In countries where avian influenza has become endemic, early vaccination of layer pullets or broilers with classical inactivated vaccines at the hatchery is no longer an option because of interference with passive immunity indirectly induced by the necessary vaccination of the breeders. On the other hand, injection of thousands of chicks from 7 to 10 days old on farms has been determined to be unreliable and, therefore, poorly efficacious. For these reasons, interest has arisen regarding a newly developed live recombinant vector vaccine based on a turkey herpesvirus (HVT) expressing the H5 gene from a clade 2.2 H5N1 highly pathogenic avian influenza virus (HPAIV) strain (rHVT-H5), which in theory is capable of breakthrough passive immunity to both the vector (HVT) and the insert (H5) and is consequently applicable at the hatchery. The objectives of this trial were to evaluate the impact of maternally derived antibodies (MDAs) specific to H5N1 on the immunity and the efficacy (protection and virus shedding) of different vaccination programs including rHVT-H5 and inactivated H5N1 and H5N2 vaccines applied alone or in combination. Therefore, broilers carrying MDAs against both HVT and Asian H5N1 HPAIV were vaccinated on the first day of age with rHVT-H5, with or without boosting vaccination by an inactivated vaccine after 10 days. The different groups were challenged with two antigenically highly divergent Egyptian dade 2.2.1 H5N1 HPAIVs at 4 wk of age. Protection against challenge was compared with unvaccinated birds or vaccinated birds without MDAs. Between 70% and 90% clinical protection could be observed in the vaccinated groups possessing MDAs, indicating no or very low interference of MDAs with vaccination. Results regarding clinical protection, humoral, cell-mediated, and mucosal immunity, as well as re-excretion of challenge virus are presented and discussed.

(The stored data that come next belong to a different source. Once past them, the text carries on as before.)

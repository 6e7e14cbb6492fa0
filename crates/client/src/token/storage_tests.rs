// SPDX-License-Identifier: BUSL-1.1
// Copyright (c) 2026 Alfred Jean LLC

use super::*;

#[test]
fn memory_storage_set_get_remove() {
    let storage = MemoryStorage::new();
    assert_eq!(storage.get("access_token"), None);

    storage.set("access_token", "A1");
    assert_eq!(storage.get("access_token"), Some("A1".to_owned()));

    storage.set("access_token", "A2");
    assert_eq!(storage.get("access_token"), Some("A2".to_owned()));

    storage.remove("access_token");
    assert_eq!(storage.get("access_token"), None);
}

#[test]
fn file_storage_survives_reopen() -> anyhow::Result<()> {
    let dir = tempfile::tempdir()?;
    let path = dir.path().join("nested").join("tokens.json");

    let storage = FileStorage::open(&path);
    storage.set("access_token", "A1");
    storage.set("refresh_token", "R1");
    drop(storage);

    let reopened = FileStorage::open(&path);
    assert_eq!(reopened.get("access_token"), Some("A1".to_owned()));
    assert_eq!(reopened.get("refresh_token"), Some("R1".to_owned()));

    let raw: serde_json::Value = serde_json::from_str(&std::fs::read_to_string(&path)?)?;
    assert_eq!(raw["access_token"], "A1");
    assert_eq!(raw["refresh_token"], "R1");
    Ok(())
}

#[test]
fn file_storage_remove_is_persisted() -> anyhow::Result<()> {
    let dir = tempfile::tempdir()?;
    let path = dir.path().join("tokens.json");

    let storage = FileStorage::open(&path);
    storage.set("access_token", "A1");
    storage.remove("access_token");

    assert_eq!(FileStorage::open(&path).get("access_token"), None);
    Ok(())
}

#[test]
fn file_storage_missing_file_is_empty() -> anyhow::Result<()> {
    let dir = tempfile::tempdir()?;
    let storage = FileStorage::open(dir.path().join("absent.json"));
    assert_eq!(storage.get("access_token"), None);
    assert!(!storage.path().exists());
    Ok(())
}

#[test]
fn file_storage_corrupt_file_is_empty() -> anyhow::Result<()> {
    let dir = tempfile::tempdir()?;
    let path = dir.path().join("tokens.json");
    std::fs::write(&path, "{not json")?;

    let storage = FileStorage::open(&path);
    assert_eq!(storage.get("access_token"), None);

    storage.set("access_token", "A1");
    assert_eq!(FileStorage::open(&path).get("access_token"), Some("A1".to_owned()));
    Ok(())
}

#[test]
fn file_storage_leaves_no_temp_files() -> anyhow::Result<()> {
    let dir = tempfile::tempdir()?;
    let storage = FileStorage::open(dir.path().join("tokens.json"));
    for i in 0..5 {
        storage.set("access_token", &format!("A{i}"));
    }
    let names: Vec<String> = std::fs::read_dir(dir.path())?
        .filter_map(|e| e.ok())
        .map(|e| e.file_name().to_string_lossy().into_owned())
        .collect();
    assert_eq!(names, vec!["tokens.json".to_owned()]);
    Ok(())
}

#[test]
fn file_storage_handles_see_each_other() -> anyhow::Result<()> {
    let dir = tempfile::tempdir()?;
    let path = dir.path().join("tokens.json");
    let first = FileStorage::open(&path);
    let second = FileStorage::open(&path);

    first.set_many(&[("access_token", "A1"), ("refresh_token", "R1")]);
    assert_eq!(second.get("access_token"), Some("A1".to_owned()));

    second.remove_many(&["access_token", "refresh_token"]);
    assert_eq!(first.get("access_token"), None);
    assert_eq!(first.get("refresh_token"), None);
    Ok(())
}

#[test]
fn file_storage_merges_into_current_contents() -> anyhow::Result<()> {
    let dir = tempfile::tempdir()?;
    let path = dir.path().join("tokens.json");
    let first = FileStorage::open(&path);
    let second = FileStorage::open(&path);

    first.set("access_token", "A1");
    second.set("theme", "dark");
    first.set("refresh_token", "R1");

    let raw: serde_json::Value = serde_json::from_str(&std::fs::read_to_string(&path)?)?;
    assert_eq!(raw, serde_json::json!({ "access_token": "A1", "refresh_token": "R1", "theme": "dark" }));
    Ok(())
}

#[test]
fn file_storage_remove_of_absent_key_leaves_file_untouched() -> anyhow::Result<()> {
    let dir = tempfile::tempdir()?;
    let storage = FileStorage::open(dir.path().join("tokens.json"));
    storage.remove_many(&["access_token", "refresh_token"]);
    assert!(!storage.path().exists());
    Ok(())
}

Further evidence of antigenic drift and protective efficacy afforded by a recombinant HVT-H5 vaccine against challenge with two antigenically divergent Egyptian clade 2.2.1 HPAI H5N1 strains.

In this study, we have compared the protection afforded by a recombinant turkey herpesvirus vaccine expressing the H5 gene from a clade 2.2 H5N1 strain (rHVT-H5) and a Mexican-origin H5N2 inactivated vaccine, alone or in combination, against two antigenically divergent H5N1 Egyptian strains isolated in 2007 and 2008. Our results confirm the existence of a major antigenic drift among the Egyptian H5N1 strains such that, although protection against the "classical" 2007 HPAI H5N1 Egyptian strain could be obtained with both types of vaccines, only vaccination with the rHVT-H5 vaccine protected against challenge with the "variant" 2008 HPAI H5N1 Egyptian strain.